Season 1 was very metal. But Season Two was only moderately metal: Massive, badass action often took a backseat to interpersonal drama and political machinations. Then, right when it seemed like the show was going to go all Black Album, Season 2 ended with epic explosions, a skull-splitting battle, and a horde of undead advancing on a legion of hesher-looking dudes who were all dressed in black and collectively known as The Night's Watch. Shit's about to get real, y'all.

So, to that end, every Monday morning, Noisecreep will bring you Heavy Metal Game of Thrones Reviews. Let all the other sites go on about how wonderful the acting was and how exquisite the set design was and how delightfully intricate were the week's parallel themes.

Watch Game of Thrones' Opening Credits Done Heavy Metal Style

Each episode will be reviewed by D.X. Ferris, who has read all five of George R.R. Martin's current Song of Ice and Fire novels on which the show is based, watched each episode of Seasons One and Two at least three times, and is neglecting the Walking Dead season finale so he can file this review in a timely manner. (He also went to high school with a guy who had a band named Rayder way before the books came out.) Tune in every Monday morning for the only Game of Thrones review that matters.

SPOILER POLICY: Once you dive into the world of Game of Thrones - the show or the books - you're in for some unpredictable, shocking twists. So please don't ruin them for any new fans or casual readers. If you really need to reference one of the major future developments, please try be as vague as possible, and clearly label them SPOILERS.
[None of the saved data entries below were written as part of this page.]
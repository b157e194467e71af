//! Runtime file comparison and the dependency approval gate.
//!
//! Two manifests are compared as sets of runtime files keyed by file name
//! plus version information. How much of the version takes part in the key
//! depends on [`DiffMode`]:
//!
//! - [`DiffMode::Exact`] keys on the file name and both version fields, so
//!   any drift against a committed baseline shows up.
//! - [`DiffMode::Major`] keys on the file name and the major component of
//!   the assembly version, tolerating minor and patch bumps. Entries whose
//!   assembly version does not parse fall back to the exact key: identical
//!   text still matches, anything else never does.
//!
//! Files present on both sides under the same name but with different keys
//! are reported as changed rather than as a removal plus an addition.

use super::reader::sort_by_file_name;
use super::types::RuntimeFile;
use crate::error::{BuildError, BuildResult};
use serde::{Deserialize, Serialize};
use std::collections::HashSet;
use std::fmt::{self, Write as _};

//--------------------------------------------------------------------------------------------------
// Types
//--------------------------------------------------------------------------------------------------

/// Equality policy for runtime files.
#[derive(Debug, Clone, Copy, Default, PartialEq, Eq, Serialize, Deserialize)]
#[serde(rename_all = "lowercase")]
pub enum DiffMode {
    /// File name, assembly version and file version must all match.
    #[default]
    Exact,
    /// File name and assembly major version must match.
    Major,
}

/// Options for a manifest comparison.
#[derive(Debug, Clone, Default)]
pub struct DiffOptions {
    /// Equality policy.
    pub mode: DiffMode,

    /// File names that may appear or disappear when they carry no assembly version.
    pub unversioned_shims: Vec<String>,
}

/// A file whose version moved between the two manifests.
#[derive(Debug, Clone, PartialEq, Eq)]
pub struct ChangedFile {
    /// Entry in the old manifest.
    pub before: RuntimeFile,
    /// Entry in the new manifest.
    pub after: RuntimeFile,
}

/// Classified differences between two runtime file lists.
#[derive(Debug, Clone, Default)]
pub struct ManifestDiff {
    /// Equality policy used.
    pub mode: DiffMode,
    /// Files only in the old manifest.
    pub removed: Vec<RuntimeFile>,
    /// Files only in the new manifest.
    pub added: Vec<RuntimeFile>,
    /// Same-named files whose versions differ under the active policy.
    pub changed: Vec<ChangedFile>,
}

/// Comparison key. Hashing and equality both go through this, so the
/// "unparseable version" case never degenerates into a shared bucket.
#[derive(Debug, PartialEq, Eq, Hash)]
enum DiffKey<'a> {
    Exact {
        name: &'a str,
        assembly: Option<&'a str>,
        file: Option<&'a str>,
    },
    Major {
        name: &'a str,
        major: u64,
    },
}

//--------------------------------------------------------------------------------------------------
// Methods
//--------------------------------------------------------------------------------------------------

impl DiffOptions {
    /// Options for `mode` with the default shim exclusions.
    pub fn new(mode: DiffMode) -> Self {
        Self {
            mode,
            unversioned_shims: crate::constants::UNVERSIONED_SHIMS
                .iter()
                .map(|s| s.to_string())
                .collect(),
        }
    }

    fn is_ignored(&self, file: &RuntimeFile) -> bool {
        file.assembly_version.is_none()
            && self
                .unversioned_shims
                .iter()
                .any(|name| name.eq_ignore_ascii_case(file.file_name()))
    }
}

impl ManifestDiff {
    /// True when nothing was removed, added or changed.
    pub fn is_acceptable(&self) -> bool {
        self.removed.is_empty() && self.added.is_empty() && self.changed.is_empty()
    }

    /// Render the human-readable change report.
    pub fn render_report(&self, label: &str, reviewers: &[String]) -> String {
        let mut out = String::new();
        let reviewers = reviewer_list(reviewers);

        let _ = writeln!(
            out,
            "Dependency changes detected in {} ({} comparison).",
            label, self.mode
        );
        let _ = writeln!(
            out,
            "APPROVAL REQUIRED: these changes must be reviewed by {} before the baseline is updated.",
            reviewers
        );

        if !self.changed.is_empty() {
            let mut changed: Vec<&ChangedFile> = self.changed.iter().collect();
            changed.sort_by(|a, b| a.before.file_name().cmp(b.before.file_name()));
            let _ = writeln!(out, "\nChanged:");
            for c in changed {
                let _ = writeln!(
                    out,
                    "  {}: {} (file {}) -> {} (file {})",
                    c.before.file_name(),
                    c.before.assembly_version_display(),
                    c.before.file_version_display(),
                    c.after.assembly_version_display(),
                    c.after.file_version_display(),
                );
            }
        }

        for (title, files) in [("Removed", &self.removed), ("Added", &self.added)] {
            if files.is_empty() {
                continue;
            }
            let mut files = files.clone();
            sort_by_file_name(&mut files);
            let _ = writeln!(out, "\n{}:", title);
            for f in &files {
                let _ = writeln!(out, "  {}", f);
            }
        }

        out
    }

    /// Turn an unacceptable diff into [`BuildError::DriftDetected`].
    pub fn into_gate(self, label: &str, reviewers: &[String]) -> BuildResult<()> {
        if self.is_acceptable() {
            return Ok(());
        }
        Err(BuildError::DriftDetected {
            label: label.to_string(),
            report: self.render_report(label, reviewers),
        })
    }
}

//--------------------------------------------------------------------------------------------------
// Trait Implementations
//--------------------------------------------------------------------------------------------------

impl fmt::Display for DiffMode {
    fn fmt(&self, f: &mut fmt::Formatter<'_>) -> fmt::Result {
        match self {
            DiffMode::Exact => write!(f, "exact"),
            DiffMode::Major => write!(f, "major-version"),
        }
    }
}

impl std::str::FromStr for DiffMode {
    type Err = BuildError;

    fn from_str(s: &str) -> Result<Self, Self::Err> {
        match s.to_ascii_lowercase().as_str() {
            "exact" => Ok(DiffMode::Exact),
            "major" => Ok(DiffMode::Major),
            other => Err(BuildError::ConfigParseError(format!(
                "unknown dependency policy '{}', expected 'exact' or 'major'",
                other
            ))),
        }
    }
}

//--------------------------------------------------------------------------------------------------
// Functions
//--------------------------------------------------------------------------------------------------

/// Compare two runtime file lists.
pub fn diff_runtime_files(
    before: &[RuntimeFile],
    after: &[RuntimeFile],
    options: &DiffOptions,
) -> ManifestDiff {
    let mode = options.mode;

    let mut removed = difference(before, after, mode);
    let mut added = difference(after, before, mode);
    removed.retain(|f| !options.is_ignored(f));
    added.retain(|f| !options.is_ignored(f));

    // Pair same-named entries across the two sides. Each added entry pairs at most once.
    let mut changed = Vec::new();
    let mut paired_added = vec![false; added.len()];
    let mut paired_removed = vec![false; removed.len()];
    for (ri, old) in removed.iter().enumerate() {
        let hit = (0..added.len()).find(|&ai| {
            let new = &added[ai];
            !paired_added[ai] && old.file_name() == new.file_name() && version_changed(old, new, mode)
        });
        if let Some(ai) = hit {
            paired_added[ai] = true;
            paired_removed[ri] = true;
            changed.push(ChangedFile {
                before: old.clone(),
                after: added[ai].clone(),
            });
        }
    }

    let removed = keep_unpaired(removed, &paired_removed);
    let added = keep_unpaired(added, &paired_added);

    ManifestDiff {
        mode,
        removed,
        added,
        changed,
    }
}

/// Entries of `left` whose key is absent from `right`, first occurrence per key.
fn difference(left: &[RuntimeFile], right: &[RuntimeFile], mode: DiffMode) -> Vec<RuntimeFile> {
    let right_keys: HashSet<DiffKey<'_>> = right.iter().map(|f| diff_key(f, mode)).collect();
    let mut seen = HashSet::new();
    left.iter()
        .filter(|f| {
            let key = diff_key(*f, mode);
            !right_keys.contains(&key) && seen.insert(key)
        })
        .cloned()
        .collect()
}

fn diff_key(file: &RuntimeFile, mode: DiffMode) -> DiffKey<'_> {
    let exact = DiffKey::Exact {
        name: file.file_name(),
        assembly: file.assembly_version.as_deref(),
        file: file.file_version.as_deref(),
    };
    match mode {
        DiffMode::Exact => exact,
        DiffMode::Major => match file.assembly_major() {
            Some(major) => DiffKey::Major {
                name: file.file_name(),
                major,
            },
            None => exact,
        },
    }
}

/// Version-change predicate for two same-named files.
fn version_changed(old: &RuntimeFile, new: &RuntimeFile, mode: DiffMode) -> bool {
    match mode {
        DiffMode::Exact => {
            old.assembly_version != new.assembly_version || old.file_version != new.file_version
        }
        DiffMode::Major => match (old.assembly_major(), new.assembly_major()) {
            (Some(a), Some(b)) => a != b,
            _ => diff_key(old, mode) != diff_key(new, mode),
        },
    }
}

fn keep_unpaired(files: Vec<RuntimeFile>, paired: &[bool]) -> Vec<RuntimeFile> {
    files
        .into_iter()
        .zip(paired.iter())
        .filter(|(_, p)| !**p)
        .map(|(f, _)| f)
        .collect()
}

/// Reviewer mentions for a report header.
pub(super) fn reviewer_list(reviewers: &[String]) -> String {
    if reviewers.is_empty() {
        "a repository owner".to_string()
    } else {
        reviewers.join(", ")
    }
}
Watch Game of Thrones Season 3 Trailer

Episode 3.1, "Valar Dohaeris"

"Valar Dohaeris" means, in one of the show's many invented languages, "All mean must serve." As Bruce Dickinson once sang, "Tell me why I had to be a Powerslave." Here's why: Even in a fantasy series, the world is a complicated place. And whether you want to scrounge a single bellyful of food or hold on to your safe spot in a castle, everybody has to do something they don't want to do. And this week, from the first cold moments, none of it's fun or awesome.
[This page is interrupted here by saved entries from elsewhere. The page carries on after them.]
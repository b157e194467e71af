//! Bundle assembly: published binaries + templates + identity -> archive.

use crate::catalog::{BuildCatalog, BundlePackageConfiguration, join_sub_path};
use crate::config::{BuildSettings, BundleConfiguration, Extension};
use crate::constants::{BUNDLE_JSON_FILE, EXTENSIONS_JSON_FILE, GENERATED_PROJECT_FILE, TEMPLATES_DIR};
use crate::error::{BuildError, BuildResult};
use crate::fs::{copy_dir, copy_file, recreate_dir, write_json};
use crate::pack::{ArchiveOptions, ArchiveResult, zip_directory};
use serde::{Deserialize, Serialize};
use std::path::{Path, PathBuf};

//--------------------------------------------------------------------------------------------------
// Types
//--------------------------------------------------------------------------------------------------

/// A bundle directory ready to be archived.
#[derive(Debug, Clone)]
pub struct StagedBundle {
    /// Package this bundle was staged for.
    pub package: BundlePackageConfiguration,

    /// `<bundleId>.<version>[_<package>]`.
    pub bundle_name: String,

    /// Staged bundle root.
    pub directory: PathBuf,

    /// Patched `extensions.json` files, one per included configuration.
    pub extension_manifests: Vec<PathBuf>,
}

/// Runtime-generated `extensions.json` found next to published binaries.
#[derive(Debug, Clone, Serialize, Deserialize)]
pub struct ExtensionsManifest {
    #[serde(alias = "Extensions")]
    pub extensions: Vec<ExtensionEntry>,

    #[serde(flatten)]
    pub other: serde_json::Map<String, serde_json::Value>,
}

/// One startup entry in [`ExtensionsManifest`].
#[derive(Debug, Clone, Serialize, Deserialize)]
#[serde(rename_all = "camelCase")]
pub struct ExtensionEntry {
    /// Extension name. Matched case-insensitively against the input list.
    pub name: String,

    /// Startup type.
    #[serde(default, skip_serializing_if = "Option::is_none")]
    pub type_name: Option<String>,

    /// Binding type names copied from the input list.
    #[serde(default)]
    pub bindings: Vec<String>,

    #[serde(flatten)]
    pub other: serde_json::Map<String, serde_json::Value>,
}

//--------------------------------------------------------------------------------------------------
// Functions
//--------------------------------------------------------------------------------------------------

/// Stage a fresh bundle directory for `package`.
///
/// Copies each included configuration's published binaries to its bundle
/// sub-path, joins binding metadata into every copied `extensions.json`,
/// then adds templates, `bundle.json` and the project file. Fails before
/// anything is archived if an output extension has no input entry.
pub fn stage_bundle(
    settings: &BuildSettings,
    bundle: &BundleConfiguration,
    catalog: &BuildCatalog,
    package: &BundlePackageConfiguration,
    extensions: &[Extension],
) -> BuildResult<StagedBundle> {
    let bundle_name = package.bundle_name(bundle);
    let directory = settings.bundles_dir().join(&bundle_name);
    recreate_dir(&directory, settings.delete_settle)?;
    tracing::info!("staging {} in {}", bundle_name, directory.display());

    let mut extension_manifests = Vec::new();
    for id in &package.configs_to_include {
        let config = catalog.get(*id).ok_or_else(|| {
            BuildError::InvalidCatalog(format!("configuration {} is not in the catalog", id))
        })?;
        let target = join_sub_path(&directory, &config.output_bin_sub_path);
        copy_dir(&config.publish_bin_directory(&settings.bin_dir), &target)?;

        let manifest = target.join(EXTENSIONS_JSON_FILE);
        if !manifest.is_file() {
            return Err(BuildError::MissingArtifact(manifest));
        }
        add_binding_info(&manifest, extensions)?;
        extension_manifests.push(manifest);
    }

    copy_dir(&settings.templates_dir(), &directory.join(TEMPLATES_DIR))?;
    write_json(&directory.join(BUNDLE_JSON_FILE), &bundle.identity())?;
    copy_file(
        &package_project_file(settings, catalog, package),
        &directory.join(GENERATED_PROJECT_FILE),
    )?;

    Ok(StagedBundle {
        package: package.clone(),
        bundle_name,
        directory,
        extension_manifests,
    })
}

/// Archive a staged bundle to its deterministic artifact path.
pub fn archive_bundle(
    settings: &BuildSettings,
    bundle: &BundleConfiguration,
    staged: &StagedBundle,
) -> BuildResult<ArchiveResult> {
    let output = staged.package.zip_file_path(bundle, &settings.artifacts_dir);
    zip_directory(&staged.directory, &output, &ArchiveOptions::default())
}

/// Stage then archive one package.
pub fn assemble_bundle(
    settings: &BuildSettings,
    bundle: &BundleConfiguration,
    catalog: &BuildCatalog,
    package: &BundlePackageConfiguration,
    extensions: &[Extension],
) -> BuildResult<ArchiveResult> {
    let staged = stage_bundle(settings, bundle, catalog, package, extensions)?;
    archive_bundle(settings, bundle, &staged)
}

/// Copy binding names from the input list into an output `extensions.json`.
///
/// Every output entry must match an input extension by name, ignoring case.
pub fn add_binding_info(path: &Path, extensions: &[Extension]) -> BuildResult<usize> {
    let content = std::fs::read_to_string(path)?;
    let mut manifest: ExtensionsManifest =
        serde_json::from_str(&content).map_err(|e| BuildError::ManifestParse {
            path: path.to_path_buf(),
            message: e.to_string(),
        })?;

    for entry in &mut manifest.extensions {
        let input = extensions
            .iter()
            .find(|e| e.name.eq_ignore_ascii_case(&entry.name))
            .ok_or_else(|| BuildError::BindingMismatch {
                name: entry.name.clone(),
                file: path.to_path_buf(),
                known: extensions.iter().map(|e| e.name.clone()).collect(),
            })?;
        entry.bindings = input.bindings.clone();
    }

    write_json(path, &manifest)?;
    Ok(manifest.extensions.len())
}

/// The generated project behind `package`, or its source template when no
/// included configuration generated one.
fn package_project_file(
    settings: &BuildSettings,
    catalog: &BuildCatalog,
    package: &BundlePackageConfiguration,
) -> PathBuf {
    package
        .configs_to_include
        .iter()
        .filter_map(|id| catalog.get(*id))
        .filter(|c| c.source_project_file == package.project_file)
        .map(|c| settings.project_dir(c.config_id).join(GENERATED_PROJECT_FILE))
        .find(|p| p.is_file())
        .unwrap_or_else(|| settings.source_project(&package.project_file))
}

//--------------------------------------------------------------------------------------------------
// Tests
//--------------------------------------------------------------------------------------------------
Blackness and zombie screams fade in sunrise's first rays, and a straggling undead meets his end yet again, this time consumed in fatal flames. Elsewhere, in a camp full of guys who look like members of Amon Amarth, with names like Lord of Bones and Giantsbane, a bastard greets a rebel king named Mance Rayder. They decide they can do business.
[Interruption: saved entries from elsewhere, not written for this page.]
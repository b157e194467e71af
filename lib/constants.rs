//! Constants for bundle-build.
//!
//! File names, environment variables and endpoints shared across the
//! build steps. Directory layout lives in [`crate::config::BuildSettings`].

//--------------------------------------------------------------------------------------------------
// Constants: Files
//--------------------------------------------------------------------------------------------------

/// Default bundle configuration file, relative to the repository root.
pub const BUNDLE_CONFIG_FILE: &str = "bundleConfig.json";

/// Extension input list (and the runtime-generated extension list in published output).
pub const EXTENSIONS_JSON_FILE: &str = "extensions.json";

/// Bundle identity file written at the bundle root.
pub const BUNDLE_JSON_FILE: &str = "bundle.json";

/// Dependency manifest emitted next to published binaries.
pub const DEPS_MANIFEST_FILE: &str = "extensions.deps.json";

/// Name every generated project file gets inside its build directory.
pub const GENERATED_PROJECT_FILE: &str = "extensions.csproj";

/// CDN version index.
pub const INDEX_FILE: &str = "index.json";

/// CDN resource index.
pub const INDEX_V2_FILE: &str = "index-v2.json";

/// Directory holding template content inside a bundle.
pub const TEMPLATES_DIR: &str = "StaticContent";

/// Template list the download step must produce, relative to [`TEMPLATES_DIR`].
pub const TEMPLATES_JSON_PATH: &str = "v1/templates/templates.json";

/// Neutral resources file, relative to [`TEMPLATES_DIR`].
pub const RESOURCES_PATH: &str = "v1/resources/Resources.json";

/// Default-locale copy of the resources file, relative to [`TEMPLATES_DIR`].
pub const RESOURCES_EN_US_PATH: &str = "v1/resources/Resources.en-US.json";

//--------------------------------------------------------------------------------------------------
// Constants: Environment
//--------------------------------------------------------------------------------------------------

/// Environment variable for the repository root.
pub const ROOT_DIR_ENV: &str = "BUNDLE_BUILD_ROOT";

/// Set by the CI system; its presence marks a CI build.
pub const BUILD_ID_ENV: &str = "BUILD_BUILDID";

/// SAS URL of the manifest-generation utility archive.
pub const MANIFEST_TOOL_URL_ENV: &str = "MANIFEST_TOOL_URL";

//--------------------------------------------------------------------------------------------------
// Constants: Endpoints & Policy
//--------------------------------------------------------------------------------------------------

/// Public CDN hosting templates and bundle indexes.
pub const DEFAULT_CDN_ENDPOINT: &str = "https://functionscdn.azureedge.net";

/// Flat-container package feed used to resolve extension versions.
pub const DEFAULT_PACKAGE_FEED: &str = "https://api.nuget.org/v3-flatcontainer";

/// External compiler/packager executable.
pub const DOTNET: &str = "dotnet";

/// People who must approve dependency drift.
pub const DEFAULT_REVIEWERS: &[&str] = &["@extension-bundle-owners"];

/// Files intentionally shipped without an assembly version.
pub const UNVERSIONED_SHIMS: &[&str] = &["extensions.dll"];

/// Directory under the tools directory holding the manifest-generation utility.
pub const MANIFEST_TOOL_DIR: &str = "manifest-tool";

/// Entry assembly of the manifest-generation utility.
pub const MANIFEST_TOOL_DLL: &str = "Microsoft.ManifestTool.dll";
Cut the far South, which looks a little like Huntington Beach on a nice day. The Imp - a scarred dwarf with a thing for whores and thieves- sits there as his dad tells him he's a waste, which many a metalhead can relate to. In a far-flung fortress called Dragonstone, a red-haired black witch burns men alive. And she sees through a salt-scarred pirate who's on a seek-and-destroy mission. In a different corner of the kingdom, yet another rebel king takes a ruined castle populated with corpses, doing so without effort, but not without cost.

Back at the beach, a sleazy pimp puts the moves on an underage girl. One whore tells another, essentially, "Hello from the gutter." A prissy king cowers in his litter as his queen embarks on a mission of mercy in an orphanage covered in skeleton pentagrams.

On the other side of the ocean, beating dragon wings scrape the western sea, and a fish is roasted alive, with people to follow, surely. Yet another queen with a suspect dye job surveys an army of certified killers unafraid of death and impervious to pain. She meets an unlikely assassin, then an unlikely savior.

Cruel men wield power mercilessly, and we see a world that is, in some ways, much like ours. Whether they know it or not, everybody's at the same festival; they're just watching different bands. And we haven't even seen most of the better characters yet. The episode is over, but the show hasn't even started.

Scorecard:

Decapitated corpses: 1

Death by fire: 1

Dudes walking around wearing a giant skull as a helmet: 1

Hookers/harlots/whores: 3

Skeleton pentagrams: 3

Offscreen body count: 200

Onscreen corpses: Around 20

Actual body count: 1

Rating: Definitely Metal. Nothing much happens, but if the season is a ten hour movie, then this first episode is the equivalent of the first ten minutes of a conventional flick. In musical terms, "Valar Dohaeris" is the album intro, a slow build of demonic whispers, chug riffs, and the winds of war.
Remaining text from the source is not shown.